Different Types of Tea and Coffee
The caffeine content varies from one type of tea or coffee to another. Generally, dark roast coffee contains more caffeine than light roast coffee, around 90 to 150 mg per six ounce cup. Some espresso drinks like cappuccinos, for example, can contain up to 80 mg of caffeine per 2-ounce serving.
Tea also contains varying levels of caffeine; black tea generally contains the most caffeine, with around 50 mg of caffeine in a six-ounce cup, while green teas typically contain only 35 mg. White teas contain the least amount of caffeine, typically having only 20-30 mg of caffeine per cup.
Brewing Method and Cup Size
The type of drink and how much caffeine it contains isn’t the only factor to consider. The brewing method also makes a difference, as does cup size. Generally, the more time the tea or coffee is brewed, the more caffeine it will have. For example, a 4-minute brew for tea will yield more caffeine than a 1-minute brew.
In addition, a larger cup size will typically have more caffeine than a smaller cup. For example, an 8-ounce cup of drip-brewed coffee contains 95 mg of caffeine, compared to a 4-ounce cup, which contains 47 mg.
When trying to determine the difference in caffeine content between tea and coffee, it’s important to consider the type of drink, brewing method and cup size. Generally, coffee contains more caffeine than tea, but the difference can be minimal.
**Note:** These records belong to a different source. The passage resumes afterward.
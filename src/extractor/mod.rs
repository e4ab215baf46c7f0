//! Repository reference extraction from registry metadata
//!
//! Extractors are pure: they list where a repository URL may be found, in
//! heuristic order, and leave fetching and validation to the resolver.

mod cargo;
mod maven;
mod npm;
mod pypi;

pub use cargo::CargoExtractor;
pub use maven::MavenExtractor;
pub use npm::NpmExtractor;
pub use pypi::PypiExtractor;

use crate::package::Ecosystem;
use crate::registry::RegistryMetadata;
use crate::vcs::is_vcs_url;

/// A place where the repository URL may be found
#[derive(Debug, Clone, PartialEq, Eq)]
pub enum RepoSource {
    /// URL taken from metadata, already on a known VCS host
    Direct(String),
    /// Page to scan for a VCS link
    Scrape(String),
}

impl RepoSource {
    /// `Direct` if `url` is on a known VCS host
    pub fn direct(url: &str) -> Option<Self> {
        is_vcs_url(url).then(|| RepoSource::Direct(url.to_string()))
    }

    /// `Direct` for VCS URLs, `Scrape` for other web pages, `None` for
    /// placeholders such as PyPI's `UNKNOWN`
    pub fn from_url(url: &str) -> Option<Self> {
        Self::direct(url)
            .or_else(|| is_web_page(url).then(|| RepoSource::Scrape(url.to_string())))
    }
}

/// Returns true for absolute http(s) URLs
pub fn is_web_page(url: &str) -> bool {
    let lower = url.to_ascii_lowercase();
    lower.starts_with("https://") || lower.starts_with("http://")
}

/// Trait for ecosystem-specific repository extraction
pub trait ReferenceExtractor: Send + Sync {
    /// Returns the ecosystem this extractor handles
    fn ecosystem(&self) -> Ecosystem;

    /// Repository sources found in metadata, first match wins
    fn extract(&self, metadata: &RegistryMetadata) -> Vec<RepoSource>;

    /// Pages to scrape when no source from [`extract`](Self::extract) yields
    /// a repository
    fn fallback_pages(&self, _metadata: &RegistryMetadata) -> Vec<String> {
        Vec::new()
    }

    /// Every source in order: extracted sources, then fallback scrapes
    fn sources(&self, metadata: &RegistryMetadata) -> Vec<RepoSource> {
        let mut sources = self.extract(metadata);
        sources.extend(
            self.fallback_pages(metadata)
                .into_iter()
                .filter(|page| is_web_page(page))
                .map(RepoSource::Scrape),
        );
        sources
    }
}
//! PyPI repository extraction

use regex::Regex;
use serde_json::Value;

use crate::extractor::{ReferenceExtractor, RepoSource};
use crate::package::Ecosystem;
use crate::registry::RegistryMetadata;
use crate::vcs::is_vcs_url;

/// Characters that end a sentence around a URL rather than belong to it
const TRAILING_PUNCTUATION: &[char] = &[')', '.', ',', ';', ':', '\'', '"', ']', '>'];

/// Extractor for PyPI JSON metadata
///
/// Order: `project_urls` (label order), `home_page`, `download_url`, then the
/// first VCS URL mentioned in `description`.
pub struct PypiExtractor {
    description_re: Regex,
}

impl PypiExtractor {
    pub fn new() -> Self {
        Self {
            description_re: Regex::new(r"https?://(github|gitlab|bitbucket)\.(com|org)/\S+")
                .expect("Description URL pattern is valid"),
        }
    }

    /// First VCS URL in `project_urls`, in label order
    fn project_url(metadata: &RegistryMetadata) -> Option<RepoSource> {
        metadata
            .document
            .pointer("/info/project_urls")
            .and_then(Value::as_object)?
            .values()
            .filter_map(Value::as_str)
            .find_map(RepoSource::direct)
    }

    fn description_url(&self, metadata: &RegistryMetadata) -> Option<RepoSource> {
        let description = metadata.str_at("/info/description")?;
        let found = self.description_re.find(description)?;

        RepoSource::direct(found.as_str().trim_end_matches(TRAILING_PUNCTUATION))
    }
}

impl Default for PypiExtractor {
    fn default() -> Self {
        Self::new()
    }
}

impl ReferenceExtractor for PypiExtractor {
    fn ecosystem(&self) -> Ecosystem {
        Ecosystem::Pypi
    }

    fn extract(&self, metadata: &RegistryMetadata) -> Vec<RepoSource> {
        if let Some(source) = Self::project_url(metadata) {
            return vec![source];
        }

        let mut sources = Vec::new();
        if let Some(home_page) = metadata.str_at("/info/home_page")
            && let Some(source) = RepoSource::from_url(home_page)
        {
            // A VCS home page is final; a scrape may still come up empty
            if matches!(source, RepoSource::Direct(_)) {
                return vec![source];
            }
            sources.push(source);
        }
        sources.extend(
            metadata
                .str_at("/info/download_url")
                .and_then(RepoSource::direct),
        );
        sources.extend(self.description_url(metadata));
        sources
    }

    fn fallback_pages(&self, metadata: &RegistryMetadata) -> Vec<String> {
        metadata
            .str_at("/info/download_url")
            .filter(|url| !is_vcs_url(url))
            .map(str::to_string)
            .into_iter()
            .collect()
    }
}
//! crates.io repository extraction

use crate::extractor::{ReferenceExtractor, RepoSource};
use crate::package::Ecosystem;
use crate::registry::RegistryMetadata;

/// Extractor for crates.io documents: `crate.repository` verbatim, with the
/// crate homepage as a fallback page
pub struct CargoExtractor;

impl CargoExtractor {
    pub fn new() -> Self {
        Self
    }
}

impl Default for CargoExtractor {
    fn default() -> Self {
        Self::new()
    }
}

impl ReferenceExtractor for CargoExtractor {
    fn ecosystem(&self) -> Ecosystem {
        Ecosystem::Cargo
    }

    fn extract(&self, metadata: &RegistryMetadata) -> Vec<RepoSource> {
        metadata
            .str_at("/crate/repository")
            .and_then(RepoSource::direct)
            .into_iter()
            .collect()
    }

    fn fallback_pages(&self, metadata: &RegistryMetadata) -> Vec<String> {
        metadata
            .str_at("/crate/homepage")
            .map(str::to_string)
            .into_iter()
            .collect()
    }
}
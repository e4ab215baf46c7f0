//! Shared fixtures for end-to-end resolution tests

#![allow(dead_code)]

mod http;

pub use http::StubHttp;

use std::collections::HashMap;
use std::sync::{Arc, Mutex};

use purl_source::SourceResolver;
use purl_source::config::{RegistriesConfig, ResolverConfig};
use purl_source::observer::{ResolutionEvent, ResolutionObserver};
use purl_source::package::Ecosystem;
use purl_source::resolver::{PackageResolver, create_default_resolvers};

pub const PYPI_URL: &str = "https://pypi.test";
pub const NPM_URL: &str = "https://npm.test";
pub const CRATES_URL: &str = "https://crates.test";
pub const MAVEN_URL: &str = "https://maven.test";

/// Observer that keeps every event for assertions
#[derive(Default)]
pub struct RecordingObserver {
    events: Mutex<Vec<ResolutionEvent>>,
}

impl RecordingObserver {
    pub fn events(&self) -> Vec<ResolutionEvent> {
        self.events.lock().unwrap().clone()
    }
}

impl ResolutionObserver for RecordingObserver {
    fn on_event(&self, event: ResolutionEvent) {
        self.events.lock().unwrap().push(event);
    }
}

/// Config pointing every registry at a stub host
pub fn test_config() -> ResolverConfig {
    ResolverConfig {
        registries: RegistriesConfig {
            pypi: PYPI_URL.to_string(),
            npm: NPM_URL.to_string(),
            crates: CRATES_URL.to_string(),
            maven: MAVEN_URL.to_string(),
        },
        ..ResolverConfig::default()
    }
}

/// Resolver wired to the real registries and extractors over `http`
pub fn create_test_resolver(
    http: Arc<StubHttp>,
    observer: Arc<RecordingObserver>,
) -> SourceResolver {
    let resolvers: HashMap<Ecosystem, PackageResolver> =
        create_default_resolvers(&test_config(), http.clone());
    SourceResolver::with_parts(resolvers, http, observer)
}
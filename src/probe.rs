//! First success from an ordered sequence of fallible probes

use std::future::Future;

/// Run `probe` over `items` in order, one at a time, and return the first
/// `Some`. Later items are never probed once one succeeds.
///
/// Probes report failure as `None`; callers that need the reason log it
/// before returning.
pub async fn first_success<I, F, Fut, T>(items: I, mut probe: F) -> Option<T>
where
    I: IntoIterator,
    F: FnMut(I::Item) -> Fut,
    Fut: Future<Output = Option<T>>,
{
    for item in items {
        if let Some(found) = probe(item).await {
            return Some(found);
        }
    }
    None
}
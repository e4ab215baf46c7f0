//! Common types for package identifiers

use std::fmt;

use serde::Serialize;

use crate::error::IdentifierError;

/// Version marker that asks the registry for its current version
pub const LATEST: &str = "latest";

/// Package ecosystem, one per supported registry
#[derive(Debug, Clone, Copy, PartialEq, Eq, Hash, Serialize)]
#[serde(rename_all = "lowercase")]
pub enum Ecosystem {
    /// PyPI (pypi.org)
    Pypi,
    /// npm registry (registry.npmjs.org)
    Npm,
    /// crates.io
    Cargo,
    /// Maven Central (repo1.maven.org)
    Maven,
}

impl Ecosystem {
    pub const ALL: [Ecosystem; 4] = [
        Ecosystem::Pypi,
        Ecosystem::Npm,
        Ecosystem::Cargo,
        Ecosystem::Maven,
    ];

    /// Returns the string representation of the ecosystem
    pub fn as_str(&self) -> &'static str {
        match self {
            Ecosystem::Pypi => "pypi",
            Ecosystem::Npm => "npm",
            Ecosystem::Cargo => "cargo",
            Ecosystem::Maven => "maven",
        }
    }
}

impl fmt::Display for Ecosystem {
    fn fmt(&self, f: &mut fmt::Formatter<'_>) -> fmt::Result {
        f.write_str(self.as_str())
    }
}

impl std::str::FromStr for Ecosystem {
    type Err = IdentifierError;

    fn from_str(s: &str) -> Result<Self, Self::Err> {
        match s.to_ascii_lowercase().as_str() {
            "pypi" => Ok(Ecosystem::Pypi),
            "npm" => Ok(Ecosystem::Npm),
            "cargo" => Ok(Ecosystem::Cargo),
            "maven" => Ok(Ecosystem::Maven),
            other => Err(IdentifierError::UnsupportedType(other.to_string())),
        }
    }
}

/// A package version within an ecosystem
///
/// Immutable once built: `with_version` returns a new identifier.
#[derive(Debug, Clone, PartialEq, Eq, Hash)]
pub struct PackageIdentifier {
    ecosystem: Ecosystem,
    /// npm scope (`@types`) or Maven groupId (`org.apache.commons`)
    namespace: Option<String>,
    name: String,
    version: String,
}

impl PackageIdentifier {
    pub fn new(
        ecosystem: Ecosystem,
        namespace: Option<String>,
        name: impl Into<String>,
        version: impl Into<String>,
    ) -> Result<Self, IdentifierError> {
        let name = name.into();
        let version = version.into();
        let namespace = namespace.filter(|ns| !ns.is_empty());

        if name.trim().is_empty() {
            return Err(IdentifierError::EmptyName);
        }
        if version.trim().is_empty() {
            return Err(IdentifierError::EmptyVersion);
        }
        if ecosystem == Ecosystem::Maven && namespace.is_none() {
            return Err(IdentifierError::MissingNamespace(ecosystem));
        }

        Ok(Self {
            ecosystem,
            namespace,
            name,
            version,
        })
    }

    pub fn ecosystem(&self) -> Ecosystem {
        self.ecosystem
    }

    pub fn namespace(&self) -> Option<&str> {
        self.namespace.as_deref()
    }

    pub fn name(&self) -> &str {
        &self.name
    }

    pub fn version(&self) -> &str {
        &self.version
    }

    pub fn is_latest(&self) -> bool {
        self.version == LATEST
    }

    /// Name as the registry knows it (`@scope/name` for scoped npm packages)
    pub fn registry_name(&self) -> String {
        match (self.ecosystem, &self.namespace) {
            (Ecosystem::Npm, Some(scope)) => {
                let scope = scope.strip_prefix('@').unwrap_or(scope);
                format!("@{}/{}", scope, self.name)
            }
            _ => self.name.clone(),
        }
    }

    /// Returns a copy pinned to a concrete version
    pub fn with_version(&self, version: impl Into<String>) -> Result<Self, IdentifierError> {
        Self::new(
            self.ecosystem,
            self.namespace.clone(),
            self.name.clone(),
            version,
        )
    }
}

impl fmt::Display for PackageIdentifier {
    fn fmt(&self, f: &mut fmt::Formatter<'_>) -> fmt::Result {
        match &self.namespace {
            Some(ns) => write!(
                f,
                "{}/{}/{}@{}",
                self.ecosystem, ns, self.name, self.version
            ),
            None => write!(f, "{}/{}@{}", self.ecosystem, self.name, self.version),
        }
    }
}
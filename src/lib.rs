//! Resolve package identifiers to their source repository and the release
//! page of a given version.

pub mod config;
pub mod error;
pub mod extractor;
pub mod http;
pub mod normalize;
pub mod observer;
pub mod package;
pub mod probe;
pub mod registry;
pub mod release;
pub mod resolver;
pub mod scrape;
pub mod vcs;

pub use error::RegistryError;
pub use package::{Ecosystem, PackageIdentifier};
pub use resolver::{ResolutionResult, SourceResolver};
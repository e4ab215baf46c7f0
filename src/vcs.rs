//! VCS hosts and canonical repository references

use serde::Serialize;

use crate::normalize::normalize;

/// VCS hosting service of a repository URL
#[derive(Debug, Clone, Copy, PartialEq, Eq, Hash, Serialize)]
#[serde(rename_all = "lowercase")]
pub enum VcsKind {
    GitHub,
    GitLab,
    Bitbucket,
    Unknown,
}

impl VcsKind {
    pub const KNOWN: [VcsKind; 3] = [VcsKind::GitHub, VcsKind::GitLab, VcsKind::Bitbucket];

    /// Host substring identifying this kind
    pub fn host(&self) -> Option<&'static str> {
        match self {
            VcsKind::GitHub => Some("github.com"),
            VcsKind::GitLab => Some("gitlab.com"),
            VcsKind::Bitbucket => Some("bitbucket.org"),
            VcsKind::Unknown => None,
        }
    }

    /// Detect the host by case-insensitive substring match
    pub fn detect(url: &str) -> VcsKind {
        let lower = url.to_lowercase();
        Self::KNOWN
            .into_iter()
            .find(|kind| kind.host().is_some_and(|host| lower.contains(host)))
            .unwrap_or(VcsKind::Unknown)
    }

    pub fn is_known(&self) -> bool {
        *self != VcsKind::Unknown
    }
}

/// Returns true if the URL mentions one of the known VCS hosts
pub fn is_vcs_url(url: &str) -> bool {
    VcsKind::detect(url).is_known()
}

/// Characters that never appear in an owner or repository path
const PATH_TERMINATORS: &[char] = &['?', '#', '"', '\'', '<', '>', '(', ')', '*', '`'];

/// A repository on a known VCS host, in canonical `https://host/path` form
#[derive(Debug, Clone, PartialEq, Eq, Serialize)]
pub struct RepoReference {
    pub url: String,
    pub kind: VcsKind,
}

impl RepoReference {
    /// Build a reference from any URL found in metadata or scraped from a page
    ///
    /// Returns `None` for unknown hosts and for URLs that do not name a
    /// repository (e.g. `https://github.com/sponsors`).
    pub fn parse(raw: &str) -> Option<Self> {
        let normalized = normalize(raw);
        let kind = VcsKind::detect(&normalized);
        let host = kind.host()?;

        let start = normalized.to_ascii_lowercase().find(host)? + host.len();
        let path = normalized[start..].trim_start_matches([':', '/']);
        // Markup or prose around a URL found in free text ends the path
        let path = path
            .split(|c: char| c.is_whitespace() || PATH_TERMINATORS.contains(&c))
            .next()
            .unwrap_or(path);

        let mut segments: Vec<&str> = path.split('/').filter(|s| !s.is_empty()).collect();
        match kind {
            // Subgroups are allowed; `/-/` starts GitLab's UI routes
            VcsKind::GitLab => {
                if let Some(marker) = segments.iter().position(|s| *s == "-") {
                    segments.truncate(marker);
                }
            }
            _ => segments.truncate(2),
        }

        if segments.len() < 2 {
            return None;
        }

        let last = segments.len() - 1;
        segments[last] = segments[last].strip_suffix(".git").unwrap_or(segments[last]);
        if segments[last].is_empty() {
            return None;
        }

        Some(Self {
            url: format!("https://{}/{}", host, segments.join("/")),
            kind,
        })
    }
}

#[cfg(test)]
mod tests {
    use super::*;
    use rstest::rstest;

    #[rstest]
    #[case("https://github.com/o/r", VcsKind::GitHub)]
    #[case("HTTPS://GitHub.com/o/r", VcsKind::GitHub)]
    #[case("git@gitlab.com:o/r.git", VcsKind::GitLab)]
    #[case("https://bitbucket.org/o/r", VcsKind::Bitbucket)]
    #[case("https://sourceforge.net/projects/r", VcsKind::Unknown)]
    #[case("https://bitbucket.com/o/r", VcsKind::Unknown)]
    fn detect_returns_expected(#[case] url: &str, #[case] expected: VcsKind) {
        assert_eq!(VcsKind::detect(url), expected);
    }

    #[rstest]
    #[case("git+https://github.com/lodash/lodash.git", "https://github.com/lodash/lodash")]
    #[case("https://github.com/psf/requests/issues", "https://github.com/psf/requests")]
    #[case("git://github.com/o/r.git", "https://github.com/o/r")]
    #[case("scm:git:git@github.com:o/r.git", "https://github.com/o/r")]
    #[case("https://github.com/o/r/", "https://github.com/o/r")]
    #[case("https://github.com/o/r?tab=readme", "https://github.com/o/r")]
    #[case(
        "https://gitlab.com/group/sub/r/-/tree/main",
        "https://gitlab.com/group/sub/r"
    )]
    #[case("scm:hg:http://bitbucket.org/o/r", "https://bitbucket.org/o/r")]
    #[case(r#"https://github.com/psf/black"><img src="logo.png">"#, "https://github.com/psf/black")]
    #[case("https://github.com/o/r'>docs</a>", "https://github.com/o/r")]
    #[case("https://gitlab.com/group/r<br>", "https://gitlab.com/group/r")]
    fn parse_canonicalizes_repository_url(#[case] raw: &str, #[case] expected: &str) {
        let reference = RepoReference::parse(raw).unwrap();
        assert_eq!(reference.url, expected);
    }

    #[rstest]
    #[case("https://example.com/o/r")]
    #[case("https://github.com/sponsors")]
    #[case("https://github.com/")]
    #[case("https://gitlab.com/o/-/issues")]
    fn parse_rejects_non_repository_urls(#[case] raw: &str) {
        assert_eq!(RepoReference::parse(raw), None);
    }
}
//! Package URL (`pkg:type/namespace/name@version`) parsing

use std::str::FromStr;

use packageurl::PackageUrl;

use crate::error::IdentifierError;
use crate::package::types::{Ecosystem, LATEST, PackageIdentifier};

impl FromStr for PackageIdentifier {
    type Err = IdentifierError;

    /// Parse a package URL. Qualifiers and subpath are ignored; a missing
    /// version means [`LATEST`].
    fn from_str(s: &str) -> Result<Self, Self::Err> {
        let purl = PackageUrl::from_str(s.trim())
            .map_err(|e| IdentifierError::Malformed(format!("{}: {}", s, e)))?;
        let ecosystem = purl.ty().parse::<Ecosystem>()?;

        PackageIdentifier::new(
            ecosystem,
            purl.namespace().map(str::to_string),
            purl.name(),
            purl.version().unwrap_or(LATEST),
        )
    }
}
Ultimately, the caffeine content can vary significantly depending on the type of tea or coffee and how it’s brewed.
- Different types of tea and coffee: Dark roast coffee typically contains 90 – 150 mg/six ounce cup, black tea 50 mg/six ounce cup, green tea contains 35 mg/six ounce cup and white tea contains 20-30 mg/cup.
- Brewing Method and Cup Size: The longer the tea or coffee is brewed, the more caffeine it contains. A larger cup of drip-brewed coffee typically contains more caffeine than a smaller cup, for example, 95 mg for an 8-ounce cup, compared to 47 mg for a 4-ounce cup.
- Final Thoughts: The type of tea or coffee and how it’s brewed affect the caffeine content. Generally, coffee contains more caffeine than tea, but variations exist depending on type and brewing.